À l'urbanisation s'est ajoutée la popularité du petit écran, encore plus avec l'avènement d'émissions éducatives dans les années 70. Trop contents que leurs bambins cessent de «perdre leur temps», les parents ont tout de suite vu les bienfaits de cette télé positive qui apprenait tant de belles choses à leur marmaille.

La popularité de Passe-Partout ici et de Sesame Street ailleurs a incité les chaînes de télévision à en offrir plus aux enfants, privilégiant avec le temps, restrictions budgétaires obligent, la quantité plutôt que la qualité. Les amis de Cannelle et Pruneau, de Big Bird et Elmo ont eu des enfants à leur tour.
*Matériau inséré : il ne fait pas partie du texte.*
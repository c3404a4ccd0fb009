//! Printing properties back to spec text.
//!
//! The [`Serializer`] writes one `key = value` line per property, in store
//! order, using the same delimiters the decoder reads. Parsing its output
//! yields the original store.
//!
//! ## Quoting
//!
//! A value (or list element, or table sub-key/sub-value) is wrapped in `"`
//! when trimming or unquoting would otherwise change it: when it has leading
//! or trailing spaces or tabs, when it already starts and ends with `"`, or
//! when it ends in `\` (which would otherwise continue the line). Empty list
//! elements are always quoted so a one-element list holding `""` is not read
//! back as an empty list.
//!
//! Text holding a line break, `#`, or `=` cannot be expressed in the format,
//! and neither can a delimiter inside a list element or table entry.
//! Such values are rejected with [`Error::Unrepresentable`].
//!
//! ## Usage
//!
//! ```rust
//! use gestalt::{from_str, to_string};
//!
//! let props = from_str("name = \" padded \"\nhosts[] = a, b\nenv[:] = k:v").unwrap();
//! let text = to_string(&props).unwrap();
//! assert_eq!(text, "name = \" padded \"\nhosts[] = a, b\nenv[:] = k:v\n");
//! assert_eq!(from_str(&text).unwrap(), props);
//! ```

use crate::de::{ASSIGN, DELIMITER, QUOTE, SUBKEY_DELIMITER};
use crate::map::Properties;
use crate::options::SpecOptions;
use crate::segment::{COMMENT, CONTINUATION};
use crate::value::{Table, Value};
use crate::{Error, Result};

/// Characters no key or value may contain.
const FORBIDDEN: &[char] = &['\n', '\r', COMMENT, ASSIGN];

const FIELD_WHITESPACE: &[char] = &[' ', '\t'];

/// Writes [`Properties`] as spec text.
pub struct Serializer {
    output: String,
    options: SpecOptions,
}

impl Serializer {
    pub fn new(options: SpecOptions) -> Self {
        Serializer {
            output: String::with_capacity(256),
            options,
        }
    }

    pub fn into_inner(self) -> String {
        self.output
    }

    /// Writes every property of `properties`.
    ///
    /// # Errors
    ///
    /// Returns [`Error::Unrepresentable`] for keys or values the format cannot
    /// hold, and [`Error::KindMismatch`] for a value whose kind disagrees with
    /// its key's suffix.
    pub fn serialize_properties(&mut self, properties: &Properties) -> Result<()> {
        for (key, value) in properties {
            self.serialize_entry(key, value)?;
        }
        Ok(())
    }

    /// Writes a single `key = value` line.
    ///
    /// # Errors
    ///
    /// See [`Serializer::serialize_properties`].
    pub fn serialize_entry(&mut self, key: &str, value: &Value) -> Result<()> {
        self.check_key(key, value)?;

        self.output.push_str(key);
        self.output.push(' ');
        self.output.push(ASSIGN);
        match value {
            Value::Scalar(s) => {
                check_text(key, s, &[])?;
                if !s.is_empty() {
                    self.output.push(' ');
                    self.write_string(s, false);
                }
            }
            Value::List(list) => self.write_list(key, list)?,
            Value::Table(table) => self.write_table(key, table)?,
        }
        self.output.push('\n');
        Ok(())
    }

    fn check_key(&self, key: &str, value: &Value) -> Result<()> {
        if key.trim_matches(FIELD_WHITESPACE).is_empty() {
            return Err(Error::unrepresentable(key, "key is empty"));
        }
        if key != key.trim_matches(FIELD_WHITESPACE) {
            return Err(Error::unrepresentable(
                key,
                "key has leading or trailing whitespace",
            ));
        }
        if key.contains(FORBIDDEN) {
            return Err(Error::unrepresentable(key, "key holds a reserved character"));
        }
        let expected = self.options.classify(key);
        if value.kind() != expected {
            return Err(Error::kind_mismatch(key, expected, value.kind()));
        }
        Ok(())
    }

    fn write_list(&mut self, key: &str, list: &[String]) -> Result<()> {
        for (i, element) in list.iter().enumerate() {
            check_text(key, element, &[DELIMITER])?;
            self.output.push_str(if i == 0 { " " } else { ", " });
            self.write_string(element, true);
        }
        Ok(())
    }

    fn write_table(&mut self, key: &str, table: &Table) -> Result<()> {
        for (i, (sub_key, sub_value)) in table.iter().enumerate() {
            check_text(key, sub_key, &[DELIMITER, SUBKEY_DELIMITER])?;
            check_text(key, sub_value, &[DELIMITER])?;
            self.output.push_str(if i == 0 { " " } else { ", " });
            self.write_string(sub_key, false);
            self.output.push(SUBKEY_DELIMITER);
            self.write_string(sub_value, false);
        }
        Ok(())
    }

    #[inline]
    fn needs_quotes(s: &str, quote_empty: bool) -> bool {
        (quote_empty && s.is_empty())
            || s.starts_with(FIELD_WHITESPACE)
            || s.ends_with(FIELD_WHITESPACE)
            || s.ends_with(CONTINUATION)
            || (s.len() >= 2 && s.starts_with(QUOTE) && s.ends_with(QUOTE))
    }

    #[inline]
    fn write_string(&mut self, s: &str, quote_empty: bool) {
        if Self::needs_quotes(s, quote_empty) {
            self.output.push(QUOTE);
            self.output.push_str(s);
            self.output.push(QUOTE);
        } else {
            self.output.push_str(s);
        }
    }
}

fn check_text(key: &str, s: &str, delimiters: &[char]) -> Result<()> {
    if s.contains(FORBIDDEN) {
        return Err(Error::unrepresentable(
            key,
            "value holds a line break, `#`, or `=`",
        ));
    }
    if s.contains(delimiters) {
        return Err(Error::unrepresentable(
            key,
            &format!("`{}` holds a delimiter", s),
        ));
    }
    Ok(())
}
Le petit écran a pris une place grandissante, allant même parfois jusqu'à remplacer la gardienne, voire le temps parental accordé aux bouts de chou.

Ajoutons à cela les Nintendo, devenus Xbox, devenus Wii, si chers aux jeunes générations. La place prépondérante de l'auto dans l'aménagement des villes. La culture de la peur alimentée par les nouvelles en continu. L'illusion si caractéristique de notre époque du sacro-saint risque zéro. Et le contrôle parental, croissant à mesure que le nombre d'enfants par ménage décroît.

Résultat: nos enfants s'enferment de plus en plus pour profiter des avantages de la maison, mais aussi pour s'isoler des dangers de l'extérieur. Mot d'ordre général: la sécurité, surtout pas l'expérience.